Description of the task: Make a verbatim copy of all the records.
== Segment start ==
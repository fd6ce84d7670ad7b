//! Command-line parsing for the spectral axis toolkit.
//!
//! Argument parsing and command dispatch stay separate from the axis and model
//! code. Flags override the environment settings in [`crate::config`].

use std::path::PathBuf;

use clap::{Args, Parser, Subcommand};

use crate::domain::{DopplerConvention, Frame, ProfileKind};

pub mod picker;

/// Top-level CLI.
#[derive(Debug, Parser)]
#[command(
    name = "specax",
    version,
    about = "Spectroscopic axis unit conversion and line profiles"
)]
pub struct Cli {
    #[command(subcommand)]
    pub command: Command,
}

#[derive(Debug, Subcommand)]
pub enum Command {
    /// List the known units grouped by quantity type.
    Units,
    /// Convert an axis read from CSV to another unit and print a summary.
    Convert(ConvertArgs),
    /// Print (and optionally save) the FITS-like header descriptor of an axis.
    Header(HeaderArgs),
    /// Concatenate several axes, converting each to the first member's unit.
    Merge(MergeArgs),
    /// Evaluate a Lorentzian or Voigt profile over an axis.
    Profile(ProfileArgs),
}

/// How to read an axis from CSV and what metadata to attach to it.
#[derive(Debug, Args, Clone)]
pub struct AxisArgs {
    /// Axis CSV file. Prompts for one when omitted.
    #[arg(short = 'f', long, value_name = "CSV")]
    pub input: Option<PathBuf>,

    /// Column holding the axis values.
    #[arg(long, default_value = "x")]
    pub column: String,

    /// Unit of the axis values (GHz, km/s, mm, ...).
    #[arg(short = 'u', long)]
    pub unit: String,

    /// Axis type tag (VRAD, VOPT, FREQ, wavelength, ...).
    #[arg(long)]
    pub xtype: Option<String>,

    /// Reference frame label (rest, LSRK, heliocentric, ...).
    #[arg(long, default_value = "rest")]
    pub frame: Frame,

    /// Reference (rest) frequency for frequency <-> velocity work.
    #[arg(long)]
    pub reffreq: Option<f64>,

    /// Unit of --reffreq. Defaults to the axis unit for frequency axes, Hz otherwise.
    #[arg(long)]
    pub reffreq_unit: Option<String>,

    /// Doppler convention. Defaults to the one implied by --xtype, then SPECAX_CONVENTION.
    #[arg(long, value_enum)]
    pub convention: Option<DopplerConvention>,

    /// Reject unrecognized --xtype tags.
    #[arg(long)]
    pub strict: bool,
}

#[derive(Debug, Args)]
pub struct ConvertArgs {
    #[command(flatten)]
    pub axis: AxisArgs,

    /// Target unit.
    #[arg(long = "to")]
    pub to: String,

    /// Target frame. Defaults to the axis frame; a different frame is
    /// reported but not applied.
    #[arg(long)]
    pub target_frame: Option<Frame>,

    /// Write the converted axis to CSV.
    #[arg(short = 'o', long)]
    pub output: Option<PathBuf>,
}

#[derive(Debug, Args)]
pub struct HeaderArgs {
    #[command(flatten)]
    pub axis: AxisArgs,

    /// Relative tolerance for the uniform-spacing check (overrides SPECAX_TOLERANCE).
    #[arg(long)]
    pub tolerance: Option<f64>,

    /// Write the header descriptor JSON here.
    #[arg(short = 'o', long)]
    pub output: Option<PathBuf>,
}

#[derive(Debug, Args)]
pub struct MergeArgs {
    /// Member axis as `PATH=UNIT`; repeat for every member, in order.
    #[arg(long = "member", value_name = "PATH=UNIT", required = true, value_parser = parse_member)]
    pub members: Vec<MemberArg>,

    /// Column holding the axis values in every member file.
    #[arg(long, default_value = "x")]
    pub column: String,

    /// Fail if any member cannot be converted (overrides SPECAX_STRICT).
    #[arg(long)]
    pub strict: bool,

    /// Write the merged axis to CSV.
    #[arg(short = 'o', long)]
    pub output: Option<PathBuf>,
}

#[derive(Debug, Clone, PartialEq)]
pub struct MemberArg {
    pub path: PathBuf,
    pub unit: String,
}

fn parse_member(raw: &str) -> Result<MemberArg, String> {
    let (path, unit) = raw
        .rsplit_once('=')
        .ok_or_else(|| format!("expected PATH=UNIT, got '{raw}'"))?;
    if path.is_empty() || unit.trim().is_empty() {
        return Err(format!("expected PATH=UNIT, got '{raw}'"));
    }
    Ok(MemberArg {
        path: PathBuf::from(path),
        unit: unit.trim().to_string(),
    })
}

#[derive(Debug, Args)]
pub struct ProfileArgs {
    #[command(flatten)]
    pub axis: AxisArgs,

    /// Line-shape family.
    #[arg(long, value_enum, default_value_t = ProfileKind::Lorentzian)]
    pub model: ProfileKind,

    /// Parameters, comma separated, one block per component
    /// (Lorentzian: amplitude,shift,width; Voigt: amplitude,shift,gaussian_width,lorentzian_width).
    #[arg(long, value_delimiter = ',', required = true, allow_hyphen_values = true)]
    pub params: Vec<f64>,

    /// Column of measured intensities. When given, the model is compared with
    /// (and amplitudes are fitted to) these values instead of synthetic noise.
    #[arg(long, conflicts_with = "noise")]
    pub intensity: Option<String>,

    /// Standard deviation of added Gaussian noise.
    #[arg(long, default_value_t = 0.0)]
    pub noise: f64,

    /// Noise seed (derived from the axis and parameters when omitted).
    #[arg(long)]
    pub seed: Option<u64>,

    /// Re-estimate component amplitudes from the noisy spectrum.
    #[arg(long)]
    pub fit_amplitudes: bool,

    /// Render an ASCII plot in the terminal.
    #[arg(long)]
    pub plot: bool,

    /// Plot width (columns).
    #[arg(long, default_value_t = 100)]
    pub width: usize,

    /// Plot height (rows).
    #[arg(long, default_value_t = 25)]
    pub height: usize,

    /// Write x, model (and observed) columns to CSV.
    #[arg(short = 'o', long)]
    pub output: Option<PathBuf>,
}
== Segment end ==
Response to this exercise:
repository fd6ce84d7670ad7b
//! Command-line parsing for the spectral axis toolkit.
//!
//! Argument parsing and command dispatch stay separate from the axis and model
//! code. Flags override the environment settings in [`crate::config`].

use std::path::PathBuf;

use clap::{Args, Parser, Subcommand};

use crate::domain::{DopplerConvention, Frame, ProfileKind};

pub mod picker;

/// Top-level CLI.
#[derive(Debug, Parser)]
#[command(
    name = "specax",
    version,
    about = "Spectroscopic axis unit conversion and line profiles"
)]
pub struct Cli {
    #[command(subcommand)]
    pub command: Command,
}

#[derive(Debug, Subcommand)]
pub enum Command {
    /// List the known units grouped by quantity type.
    Units,
    /// Convert an axis read from CSV to another unit and print a summary.
    Convert(ConvertArgs),
    /// Print (and optionally save) the FITS-like header descriptor of an axis.
    Header(HeaderArgs),
    /// Concatenate several axes, converting each to the first member's unit.
    Merge(MergeArgs),
    /// Evaluate a Lorentzian or Voigt profile over an axis.
    Profile(ProfileArgs),
}

/// How to read an axis from CSV and what metadata to attach to it.
#[derive(Debug, Args, Clone)]
pub struct AxisArgs {
    /// Axis CSV file. Prompts for one when omitted.
    #[arg(short = 'f', long, value_name = "CSV")]
    pub input: Option<PathBuf>,

    /// Column holding the axis values.
    #[arg(long, default_value = "x")]
    pub column: String,

    /// Unit of the axis values (GHz, km/s, mm, ...).
    #[arg(short = 'u', long)]
    pub unit: String,

    /// Axis type tag (VRAD, VOPT, FREQ, wavelength, ...).
    #[arg(long)]
    pub xtype: Option<String>,

    /// Reference frame label (rest, LSRK, heliocentric, ...).
    #[arg(long, default_value = "rest")]
    pub frame: Frame,

    /// Reference (rest) frequency for frequency <-> velocity work.
    #[arg(long)]
    pub reffreq: Option<f64>,

    /// Unit of --reffreq. Defaults to the axis unit for frequency axes, Hz otherwise.
    #[arg(long)]
    pub reffreq_unit: Option<String>,

    /// Doppler convention. Defaults to the one implied by --xtype, then SPECAX_CONVENTION.
    #[arg(long, value_enum)]
    pub convention: Option<DopplerConvention>,

    /// Reject unrecognized --xtype tags.
    #[arg(long)]
    pub strict: bool,
}

#[derive(Debug, Args)]
pub struct ConvertArgs {
    #[command(flatten)]
    pub axis: AxisArgs,

    /// Target unit.
    #[arg(long = "to")]
    pub to: String,

    /// Target frame. Defaults to the axis frame; a different frame is
    /// reported but not applied.
    #[arg(long)]
    pub target_frame: Option<Frame>,

    /// Write the converted axis to CSV.
    #[arg(short = 'o', long)]
    pub output: Option<PathBuf>,
}

#[derive(Debug, Args)]
pub struct HeaderArgs {
    #[command(flatten)]
    pub axis: AxisArgs,

    /// Relative tolerance for the uniform-spacing check (overrides SPECAX_TOLERANCE).
    #[arg(long)]
    pub tolerance: Option<f64>,

    /// Write the header descriptor JSON here.
    #[arg(short = 'o', long)]
    pub output: Option<PathBuf>,
}

#[derive(Debug, Args)]
pub struct MergeArgs {
    /// Member axis as `PATH=UNIT`; repeat for every member, in order.
    #[arg(long = "member", value_name = "PATH=UNIT", required = true, value_parser = parse_member)]
    pub members: Vec<MemberArg>,

    /// Column holding the axis values in every member file.
    #[arg(long, default_value = "x")]
    pub column: String,

    /// Fail if any member cannot be converted (overrides SPECAX_STRICT).
    #[arg(long)]
    pub strict: bool,

    /// Write the merged axis to CSV.
    #[arg(short = 'o', long)]
    pub output: Option<PathBuf>,
}

#[derive(Debug, Clone, PartialEq)]
pub struct MemberArg {
    pub path: PathBuf,
    pub unit: String,
}

fn parse_member(raw: &str) -> Result<MemberArg, String> {
    let (path, unit) = raw
        .rsplit_once('=')
        .ok_or_else(|| format!("expected PATH=UNIT, got '{raw}'"))?;
    if path.is_empty() || unit.trim().is_empty() {
        return Err(format!("expected PATH=UNIT, got '{raw}'"));
    }
    Ok(MemberArg {
        path: PathBuf::from(path),
        unit: unit.trim().to_string(),
    })
}

#[derive(Debug, Args)]
pub struct ProfileArgs {
    #[command(flatten)]
    pub axis: AxisArgs,

    /// Line-shape family.
    #[arg(long, value_enum, default_value_t = ProfileKind::Lorentzian)]
    pub model: ProfileKind,

    /// Parameters, comma separated, one block per component
    /// (Lorentzian: amplitude,shift,width; Voigt: amplitude,shift,gaussian_width,lorentzian_width).
    #[arg(long, value_delimiter = ',', required = true, allow_hyphen_values = true)]
    pub params: Vec<f64>,

    /// Column of measured intensities. When given, the model is compared with
    /// (and amplitudes are fitted to) these values instead of synthetic noise.
    #[arg(long, conflicts_with = "noise")]
    pub intensity: Option<String>,

    /// Standard deviation of added Gaussian noise.
    #[arg(long, default_value_t = 0.0)]
    pub noise: f64,

    /// Noise seed (derived from the axis and parameters when omitted).
    #[arg(long)]
    pub seed: Option<u64>,

    /// Re-estimate component amplitudes from the noisy spectrum.
    #[arg(long)]
    pub fit_amplitudes: bool,

    /// Render an ASCII plot in the terminal.
    #[arg(long)]
    pub plot: bool,

    /// Plot width (columns).
    #[arg(long, default_value_t = 100)]
    pub width: usize,

    /// Plot height (rows).
    #[arg(long, default_value_t = 25)]
    pub height: usize,

    /// Write x, model (and observed) columns to CSV.
    #[arg(short = 'o', long)]
    pub output: Option<PathBuf>,
}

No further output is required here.